In truth, there is no such thing as absolute safety; but this fundamental human need may explain the excessive search for certainty in particular as the world seems awash with a constant flow of disconcerting events.
It seems obvious then to assume that risk is the opposite of safety. But it isn’t: as inaction also entails risks, we need instead to properly assess the benefits of risk-taking, such as accepting new technologies, medicines or – yes even – accepting that a global government will not avert all risks.
The key in this respect is opportunity costs. By definition we cannot know fully know the results of our actions beforehand. Consider GMO crops: these are largely shunned and condemned in Europe, despite their documented benefits and the absence of any adverse event since they were first put into practice some 20 years ago.
As brilliantly expressed by the director of EuropaBio, it is not GMO products that should bear special labels, but rather the much praised “bio”products; the former have been extensively tested, especially for allergies; the latter have not. It would be reasonable then to have these marked “Warning: does not contain GMO ingredients”.

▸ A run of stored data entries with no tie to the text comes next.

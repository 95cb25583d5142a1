//! Controller command codes (fixed by the controller's programmer's guide).

pub const READ_ERROR_CODE: u16 = 0x0100;
pub const READ_ERROR_DESCRIPTION: u16 = 0x0101;
pub const POWER_MODE: u16 = 0x0200;
pub const IDLE_MODE: u16 = 0x0201;
pub const FIRMWARE_VERSION: u16 = 0x0205;
pub const HARDWARE_INFO: u16 = 0x0206;

pub const FLIP_LONG_AXIS: u16 = 0x1008;
pub const FLIP_SHORT_AXIS: u16 = 0x1009;
pub const TEST_PATTERN: u16 = 0x1203;

pub const INPUT_SOURCE: u16 = 0x1A00;
pub const PORT_POWER: u16 = 0x1A01;
pub const PORT_CLOCK: u16 = 0x1A03;
pub const HARDWARE_STATUS: u16 = 0x1A0A;
pub const SYSTEM_STATUS: u16 = 0x1A0B;
pub const MAIN_STATUS: u16 = 0x1A0C;
pub const DISPLAY_MODE: u16 = 0x1A1B;
pub const TRIGGER_OUT1: u16 = 0x1A1D;
pub const PATTERN_START_STOP: u16 = 0x1A24;
pub const OTF_INIT_PRIMARY: u16 = 0x1A2A;
pub const OTF_LOAD_PRIMARY: u16 = 0x1A2B;
pub const OTF_INIT_SECONDARY: u16 = 0x1A2C;
pub const OTF_LOAD_SECONDARY: u16 = 0x1A2D;
pub const PATTERN_LUT_CONFIG: u16 = 0x1A31;
pub const PATTERN_LUT_DEFINITION: u16 = 0x1A34;
pub const TRIGGER_IN1: u16 = 0x1A35;
pub const INPUT_SOURCE_CONFIG: u16 = 0x1A3C;
pub const MIN_LED_PULSE_WIDTH: u16 = 0x1A41;
pub const COMMUNICATION_STATUS: u16 = 0x1A49;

Monsanto is a prime target in this respect. It has produced numerous seeds capable of resisting insects, droughts, water-poor soils and related problems. Yet the company is constantly attacked – no good deed goes unpunished – for market domination and for defending its patents.
A simple question to the green lobby: how do you propose to feed the world’s starving people once you have eliminated GM crops, fossil fuels and economic development? Nobody can eat CO2 offsets (except perhaps Al Gore).